[Problem description] Repeat the entries in full. Each line must match exactly.

[Excerpted data]
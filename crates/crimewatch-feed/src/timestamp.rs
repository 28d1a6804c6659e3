//! Occurrence-time formatting for incident cards.
//!
//! Times render in the viewer's local zone as `M/D/YYYY, h:MM:SS AM`.
//! Input that cannot be read as a time renders as [`INVALID_DATE`] rather
//! than failing; nothing upstream validates the field.

use crate::record::OccurredAt;
use chrono::{DateTime, Local, NaiveDate, NaiveDateTime, TimeZone};

/// Placeholder shown for unreadable or missing timestamps.
pub const INVALID_DATE: &str = "Invalid Date";

const DISPLAY_FORMAT: &str = "%-m/%-d/%Y, %-I:%M:%S %p";

/// Zone-less layouts, interpreted in the display zone.
const NAIVE_DATETIME_FORMATS: &[&str] = &[
    "%Y-%m-%dT%H:%M:%S%.f",
    "%Y-%m-%dT%H:%M:%S",
    "%Y-%m-%dT%H:%M",
    "%Y-%m-%d %H:%M:%S%.f",
    "%Y-%m-%d %H:%M:%S",
    "%Y-%m-%d %H:%M",
    "%m/%d/%Y %I:%M:%S %p",
    "%m/%d/%Y %H:%M:%S",
    "%m/%d/%Y %H:%M",
];

impl OccurredAt {
    /// Resolve to an instant in `tz`, or `None` if unreadable.
    ///
    /// Strings with an offset (RFC 3339 / RFC 2822) keep their instant.
    /// Zone-less date-times are taken as wall-clock time in `tz`. A bare
    /// date is midnight UTC.
    pub fn resolve<Tz: TimeZone>(&self, tz: &Tz) -> Option<DateTime<Tz>> {
        match self {
            OccurredAt::EpochMillis(ms) => {
                DateTime::from_timestamp_millis(*ms).map(|t| t.with_timezone(tz))
            }
            OccurredAt::Text(text) => parse_text(text.trim(), tz),
            OccurredAt::Other(_) | OccurredAt::Missing => None,
        }
    }
}

fn parse_text<Tz: TimeZone>(text: &str, tz: &Tz) -> Option<DateTime<Tz>> {
    if text.is_empty() {
        return None;
    }
    if let Ok(t) = DateTime::parse_from_rfc3339(text) {
        return Some(t.with_timezone(tz));
    }
    if let Ok(t) = DateTime::parse_from_rfc2822(text) {
        return Some(t.with_timezone(tz));
    }
    for format in NAIVE_DATETIME_FORMATS {
        if let Ok(naive) = NaiveDateTime::parse_from_str(text, format) {
            return tz.from_local_datetime(&naive).earliest();
        }
    }
    NaiveDate::parse_from_str(text, "%Y-%m-%d")
        .ok()
        .and_then(|date| date.and_hms_opt(0, 0, 0))
        .map(|naive| naive.and_utc().with_timezone(tz))
}

/// Format for display in the local zone.
pub fn format_occurred(occurred: &OccurredAt) -> String {
    format_occurred_in(occurred, &Local)
}

/// Format for display in an explicit zone.
pub fn format_occurred_in<Tz>(occurred: &OccurredAt, tz: &Tz) -> String
where
    Tz: TimeZone,
    Tz::Offset: std::fmt::Display,
{
    match occurred.resolve(tz) {
        Some(t) => t.format(DISPLAY_FORMAT).to_string(),
        None => INVALID_DATE.to_string(),
    }
}
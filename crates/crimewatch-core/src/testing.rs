use crate::command::{Action, Command, CommandInner};
use crate::model::Model;
use futures::future::BoxFuture;
use ratatui::buffer::Buffer;
use ratatui::Terminal;

/// A headless harness that drives a [`Model`] without a terminal.
///
/// Synchronous commands are queued and flushed with
/// [`drain_messages`](TestProgram::drain_messages). Async commands are not
/// spawned; they are parked until the test calls
/// [`settle`](TestProgram::settle), which lets a test observe the model
/// both before and after a fetch completes.
///
/// ```rust,ignore
/// let mut prog = TestProgram::<FeedApp>::new(flags);
/// assert!(prog.model().state().is_loading());
/// assert_eq!(prog.pending_tasks(), 1);
///
/// prog.settle().await;
/// assert!(prog.render_string(60, 20).contains("No incidents found."));
/// ```
pub struct TestProgram<M: Model> {
    model: M,
    pending_messages: Vec<M::Message>,
    pending_tasks: Vec<BoxFuture<'static, M::Message>>,
    quit_requested: bool,
    tasks_issued: usize,
}

impl<M: Model> TestProgram<M> {
    /// Call [`Model::init`] and collect whatever it returned.
    pub fn new(flags: M::Flags) -> Self {
        let (model, init_cmd) = M::init(flags);
        let mut program = Self {
            model,
            pending_messages: Vec::new(),
            pending_tasks: Vec::new(),
            quit_requested: false,
            tasks_issued: 0,
        };
        program.collect(init_cmd);
        program
    }

    /// Run one update cycle with `msg`.
    pub fn send(&mut self, msg: M::Message) {
        let cmd = self.model.update(msg);
        self.collect(cmd);
    }

    /// Process queued synchronous messages until none are left.
    pub fn drain_messages(&mut self) {
        while !self.pending_messages.is_empty() {
            let messages: Vec<_> = self.pending_messages.drain(..).collect();
            for msg in messages {
                self.send(msg);
            }
        }
    }

    /// Await every parked async command in issue order, feeding each result
    /// back through `update`, until no work remains.
    pub async fn settle(&mut self) {
        loop {
            self.drain_messages();
            if self.pending_tasks.is_empty() {
                break;
            }
            let tasks: Vec<_> = self.pending_tasks.drain(..).collect();
            for task in tasks {
                let msg = task.await;
                self.send(msg);
            }
        }
    }

    /// Drop parked async commands without running them, as the runtime does
    /// when the program exits before they finish.
    pub fn abandon_pending(&mut self) -> usize {
        let n = self.pending_tasks.len();
        self.pending_tasks.clear();
        n
    }

    /// Async commands that have been issued but not yet settled.
    pub fn pending_tasks(&self) -> usize {
        self.pending_tasks.len()
    }

    /// Async commands issued over the program's whole lifetime.
    pub fn tasks_issued(&self) -> usize {
        self.tasks_issued
    }

    /// Whether any update returned [`Command::quit`].
    pub fn quit_requested(&self) -> bool {
        self.quit_requested
    }

    /// Shared access to the model for assertions.
    pub fn model(&self) -> &M {
        &self.model
    }

    /// Render into a ratatui [`Buffer`] of the given size.
    pub fn render(&self, width: u16, height: u16) -> Buffer {
        let backend = ratatui::backend::TestBackend::new(width, height);
        let mut terminal = Terminal::new(backend).unwrap();
        terminal.draw(|frame| self.model.view(frame)).unwrap();
        terminal.backend().buffer().clone()
    }

    /// Render and return the screen as text, one line per row.
    pub fn render_string(&self, width: u16, height: u16) -> String {
        buffer_to_string(&self.render(width, height))
    }

    fn collect(&mut self, cmd: Command<M::Message>) {
        match cmd.inner {
            CommandInner::None => {}
            CommandInner::Action(Action::Message(msg)) => self.pending_messages.push(msg),
            CommandInner::Action(Action::Quit) => self.quit_requested = true,
            CommandInner::Future(fut) => {
                self.tasks_issued += 1;
                self.pending_tasks.push(fut);
            }
            CommandInner::Batch(cmds) => {
                for cmd in cmds {
                    self.collect(cmd);
                }
            }
        }
    }
}

/// Flatten a buffer into text, rows separated by `\n`.
pub fn buffer_to_string(buf: &Buffer) -> String {
    let area = buf.area;
    let mut output = String::new();
    for y in area.top()..area.bottom() {
        for x in area.left()..area.right() {
            output.push_str(buf[(x, y)].symbol());
        }
        if y + 1 < area.bottom() {
            output.push('\n');
        }
    }
    output
}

[Finished exercise]
filename crates/crimewatch-feed/src/timestamp.rs
repository 28d1a6804c6659e3
//! Occurrence-time formatting for incident cards.
//!
//! Times render in the viewer's local zone as `M/D/YYYY, h:MM:SS AM`.
//! Input that cannot be read as a time renders as [`INVALID_DATE`] rather
//! than failing; nothing upstream validates the field.

use crate::record::OccurredAt;
use chrono::{DateTime, Local, NaiveDate, NaiveDateTime, TimeZone};

/// Placeholder shown for unreadable or missing timestamps.
pub const INVALID_DATE: &str = "Invalid Date";

const DISPLAY_FORMAT: &str = "%-m/%-d/%Y, %-I:%M:%S %p";

/// Zone-less layouts, interpreted in the display zone.
const NAIVE_DATETIME_FORMATS: &[&str] = &[
    "%Y-%m-%dT%H:%M:%S%.f",
    "%Y-%m-%dT%H:%M:%S",
    "%Y-%m-%dT%H:%M",
    "%Y-%m-%d %H:%M:%S%.f",
    "%Y-%m-%d %H:%M:%S",
    "%Y-%m-%d %H:%M",
    "%m/%d/%Y %I:%M:%S %p",
    "%m/%d/%Y %H:%M:%S",
    "%m/%d/%Y %H:%M",
];

impl OccurredAt {
    /// Resolve to an instant in `tz`, or `None` if unreadable.
    ///
    /// Strings with an offset (RFC 3339 / RFC 2822) keep their instant.
    /// Zone-less date-times are taken as wall-clock time in `tz`. A bare
    /// date is midnight UTC.
    pub fn resolve<Tz: TimeZone>(&self, tz: &Tz) -> Option<DateTime<Tz>> {
        match self {
            OccurredAt::EpochMillis(ms) => {
                DateTime::from_timestamp_millis(*ms).map(|t| t.with_timezone(tz))
            }
            OccurredAt::Text(text) => parse_text(text.trim(), tz),
            OccurredAt::Other(_) | OccurredAt::Missing => None,
        }
    }
}

fn parse_text<Tz: TimeZone>(text: &str, tz: &Tz) -> Option<DateTime<Tz>> {
    if text.is_empty() {
        return None;
    }
    if let Ok(t) = DateTime::parse_from_rfc3339(text) {
        return Some(t.with_timezone(tz));
    }
    if let Ok(t) = DateTime::parse_from_rfc2822(text) {
        return Some(t.with_timezone(tz));
    }
    for format in NAIVE_DATETIME_FORMATS {
        if let Ok(naive) = NaiveDateTime::parse_from_str(text, format) {
            return tz.from_local_datetime(&naive).earliest();
        }
    }
    NaiveDate::parse_from_str(text, "%Y-%m-%d")
        .ok()
        .and_then(|date| date.and_hms_opt(0, 0, 0))
        .map(|naive| naive.and_utc().with_timezone(tz))
}

/// Format for display in the local zone.
pub fn format_occurred(occurred: &OccurredAt) -> String {
    format_occurred_in(occurred, &Local)
}

/// Format for display in an explicit zone.
pub fn format_occurred_in<Tz>(occurred: &OccurredAt, tz: &Tz) -> String
where
    Tz: TimeZone,
    Tz::Offset: std::fmt::Display,
{
    match occurred.resolve(tz) {
        Some(t) => t.format(DISPLAY_FORMAT).to_string(),
        None => INVALID_DATE.to_string(),
    }
}
filename crates/crimewatch-core/src/testing.rs
use crate::command::{Action, Command, CommandInner};
use crate::model::Model;
use futures::future::BoxFuture;
use ratatui::buffer::Buffer;
use ratatui::Terminal;

/// A headless harness that drives a [`Model`] without a terminal.
///
/// Synchronous commands are queued and flushed with
/// [`drain_messages`](TestProgram::drain_messages). Async commands are not
/// spawned; they are parked until the test calls
/// [`settle`](TestProgram::settle), which lets a test observe the model
/// both before and after a fetch completes.
///
/// ```rust,ignore
/// let mut prog = TestProgram::<FeedApp>::new(flags);
/// assert!(prog.model().state().is_loading());
/// assert_eq!(prog.pending_tasks(), 1);
///
/// prog.settle().await;
/// assert!(prog.render_string(60, 20).contains("No incidents found."));
/// ```
pub struct TestProgram<M: Model> {
    model: M,
    pending_messages: Vec<M::Message>,
    pending_tasks: Vec<BoxFuture<'static, M::Message>>,
    quit_requested: bool,
    tasks_issued: usize,
}

impl<M: Model> TestProgram<M> {
    /// Call [`Model::init`] and collect whatever it returned.
    pub fn new(flags: M::Flags) -> Self {
        let (model, init_cmd) = M::init(flags);
        let mut program = Self {
            model,
            pending_messages: Vec::new(),
            pending_tasks: Vec::new(),
            quit_requested: false,
            tasks_issued: 0,
        };
        program.collect(init_cmd);
        program
    }

    /// Run one update cycle with `msg`.
    pub fn send(&mut self, msg: M::Message) {
        let cmd = self.model.update(msg);
        self.collect(cmd);
    }

    /// Process queued synchronous messages until none are left.
    pub fn drain_messages(&mut self) {
        while !self.pending_messages.is_empty() {
            let messages: Vec<_> = self.pending_messages.drain(..).collect();
            for msg in messages {
                self.send(msg);
            }
        }
    }

    /// Await every parked async command in issue order, feeding each result
    /// back through `update`, until no work remains.
    pub async fn settle(&mut self) {
        loop {
            self.drain_messages();
            if self.pending_tasks.is_empty() {
                break;
            }
            let tasks: Vec<_> = self.pending_tasks.drain(..).collect();
            for task in tasks {
                let msg = task.await;
                self.send(msg);
            }
        }
    }

    /// Drop parked async commands without running them, as the runtime does
    /// when the program exits before they finish.
    pub fn abandon_pending(&mut self) -> usize {
        let n = self.pending_tasks.len();
        self.pending_tasks.clear();
        n
    }

    /// Async commands that have been issued but not yet settled.
    pub fn pending_tasks(&self) -> usize {
        self.pending_tasks.len()
    }

    /// Async commands issued over the program's whole lifetime.
    pub fn tasks_issued(&self) -> usize {
        self.tasks_issued
    }

    /// Whether any update returned [`Command::quit`].
    pub fn quit_requested(&self) -> bool {
        self.quit_requested
    }

    /// Shared access to the model for assertions.
    pub fn model(&self) -> &M {
        &self.model
    }

    /// Render into a ratatui [`Buffer`] of the given size.
    pub fn render(&self, width: u16, height: u16) -> Buffer {
        let backend = ratatui::backend::TestBackend::new(width, height);
        let mut terminal = Terminal::new(backend).unwrap();
        terminal.draw(|frame| self.model.view(frame)).unwrap();
        terminal.backend().buffer().clone()
    }

    /// Render and return the screen as text, one line per row.
    pub fn render_string(&self, width: u16, height: u16) -> String {
        buffer_to_string(&self.render(width, height))
    }

    fn collect(&mut self, cmd: Command<M::Message>) {
        match cmd.inner {
            CommandInner::None => {}
            CommandInner::Action(Action::Message(msg)) => self.pending_messages.push(msg),
            CommandInner::Action(Action::Quit) => self.quit_requested = true,
            CommandInner::Future(fut) => {
                self.tasks_issued += 1;
                self.pending_tasks.push(fut);
            }
            CommandInner::Batch(cmds) => {
                for cmd in cmds {
                    self.collect(cmd);
                }
            }
        }
    }
}

/// Flatten a buffer into text, rows separated by `\n`.
pub fn buffer_to_string(buf: &Buffer) -> String {
    let area = buf.area;
    let mut output = String::new();
    for y in area.top()..area.bottom() {
        for x in area.left()..area.right() {
            output.push_str(buf[(x, y)].symbol());
        }
        if y + 1 < area.bottom() {
            output.push('\n');
        }
    }
    output
}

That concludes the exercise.